Depois desta ocorrência pensei muito sobre se queria continuar a ser bombeiro, e estive mesmo para desistir, mas felizmente muitos dos meus camaradas me deram  força para continuar e passados quase 18 anos cá continuo para ajudar e socorrer quem precisa.

É para mim muito complicado lidar com situações destas quando os envolvidos são crianças, e não quero dizer com isto que com os adultos não é difícil, porque é sempre difícil, mas as crianças deixam marcas muito mais profundas. Tenho dois filhos, e não quero nem imaginar a dor que um pai deve sentir quando perde um filho, por isso protejam sempre os vossos filhos.

Depois deste acidente nunca mais estive com nenhum familiar do pequeno Miguel Ângelo, mas se por acaso algum familiar ou amigo estiver a ler isto, quero que saibam que fizemos tudo por ele, fizemos o possível e o impossível, mas infelizmente ele não aguentou.

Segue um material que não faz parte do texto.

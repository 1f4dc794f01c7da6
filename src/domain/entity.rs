//! Entities: letters, the hunter, the player's inventory.
//! State machines are minimal; transitions are driven from `sim::step`.

use super::maze::Position;

/// Movement direction (continuous while held, or one-shot intent).
#[derive(Clone, Copy, PartialEq, Eq, Hash, Debug)]
pub enum MoveDir {
    Up,
    Down,
    Left,
    Right,
}

impl MoveDir {
    pub const ALL: [MoveDir; 4] = [MoveDir::Up, MoveDir::Down, MoveDir::Left, MoveDir::Right];

    pub fn delta(self) -> (i32, i32) {
        match self {
            MoveDir::Up => (0, -1),
            MoveDir::Down => (0, 1),
            MoveDir::Left => (-1, 0),
            MoveDir::Right => (1, 0),
        }
    }

    /// Direction that turns `from` into the adjacent `to`.
    pub fn between(from: Position, to: Position) -> Option<MoveDir> {
        MoveDir::ALL.into_iter().find(|d| {
            let (dx, dy) = d.delta();
            from.offset(dx, dy) == Some(to)
        })
    }
}

/// Consumables sold in the shop.
#[derive(Clone, Copy, PartialEq, Eq, Hash, Debug)]
pub enum ItemKind {
    Shield, // absorbs one hit
    Sword,  // kills the hunter on contact
    Pistol, // kills the hunter along a clear row/column
    Drill,  // opens one wall cell
}

/// Item counters. Survive level restarts; only a full game restart clears them.
#[derive(Clone, Copy, PartialEq, Eq, Debug, Default)]
pub struct Inventory {
    pub shields: u32,
    pub swords: u32,
    pub pistols: u32,
    pub drills: u32,
}

impl Inventory {
    pub fn count(&self, kind: ItemKind) -> u32 {
        match kind {
            ItemKind::Shield => self.shields,
            ItemKind::Sword => self.swords,
            ItemKind::Pistol => self.pistols,
            ItemKind::Drill => self.drills,
        }
    }

    fn slot(&mut self, kind: ItemKind) -> &mut u32 {
        match kind {
            ItemKind::Shield => &mut self.shields,
            ItemKind::Sword => &mut self.swords,
            ItemKind::Pistol => &mut self.pistols,
            ItemKind::Drill => &mut self.drills,
        }
    }

    pub fn add(&mut self, kind: ItemKind) {
        *self.slot(kind) += 1;
    }

    /// Use one item. Returns false (and changes nothing) when none are left.
    pub fn consume(&mut self, kind: ItemKind) -> bool {
        let slot = self.slot(kind);
        if *slot == 0 { return false; }
        *slot -= 1;
        true
    }
}

#[derive(Clone, Debug, PartialEq)]
pub struct LetterItem {
    pub id: usize,
    pub ch: char,
    pub pos: Position,
    pub collected: bool,
}

impl LetterItem {
    pub fn new(id: usize, ch: char, pos: Position) -> Self {
        LetterItem { id, ch, pos, collected: false }
    }
}

/// The hunter. Only exists on the board while `active`.
#[derive(Clone, Debug, PartialEq)]
pub struct Enemy {
    pub pos: Option<Position>,
    pub active: bool,
    /// Multiplies move frequency. Starts at 1.0, grows with every kill.
    pub speed: f64,
}

impl Enemy {
    pub fn new() -> Self {
        Enemy { pos: None, active: false, speed: 1.0 }
    }

    pub fn spawn(&mut self, pos: Position) {
        self.pos = Some(pos);
        self.active = true;
    }

    /// Take the hunter off the board and make its next life faster.
    pub fn kill(&mut self, speed_increment: f64) {
        self.active = false;
        self.speed += speed_increment;
    }

    /// Active and standing on `pos`.
    pub fn is_at(&self, pos: Position) -> bool {
        self.active && self.pos == Some(pos)
    }

    /// Position while active.
    pub fn position(&self) -> Option<Position> {
        if self.active { self.pos } else { None }
    }
}

impl Default for Enemy {
    fn default() -> Self {
        Enemy::new()
    }
}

Deixo também uma palavra de conforto à Sra. que o atropelou, que neste caso pelo que vim a saber não teve culpa do acidente, para ela a minha palavra amiga e muita força.

Aos familiares do pequeno Miguel Ângelo deixo o conforto possível de que tudo foi feito por ele, e não chorem, mas celebrem a vida do pequeno menino porque ele  permanece sempre vivo nas nossas memórias.

Acredito que no meu dia-a-dia de Bombeiro em situações mais complicadas, tenho anjos no céu a interceder por mim, tenho a certeza que o pequeno Miguel Ângelo é um desses anjos.

E agora, passados quase 18 anos lembro-me como se fosse hoje, a tua carinha inocente, não merecias tal sorte, uma criança não merece morrer assim.

Hoje, passados estes anos todos, quis o destino que viesse viver para bem perto do local onde sofreste o acidente, não sei se será um acaso do destino, mas aqui sinto uma paz que não sentia antes, talvez por estares sempre presente de alguma forma.

Quero acreditar que és uma estrela que me guia nesta minha vida "louca" de bombeiro, mas hoje, passados quase 18 anos, continuo a perguntar a mim mesmo, o porquê de tudo isto.
Estejas onde estiveres, olha por nós que tudo fazemos para que outros vivam...

Perdoa-me não ter conseguido fazer mais por ti.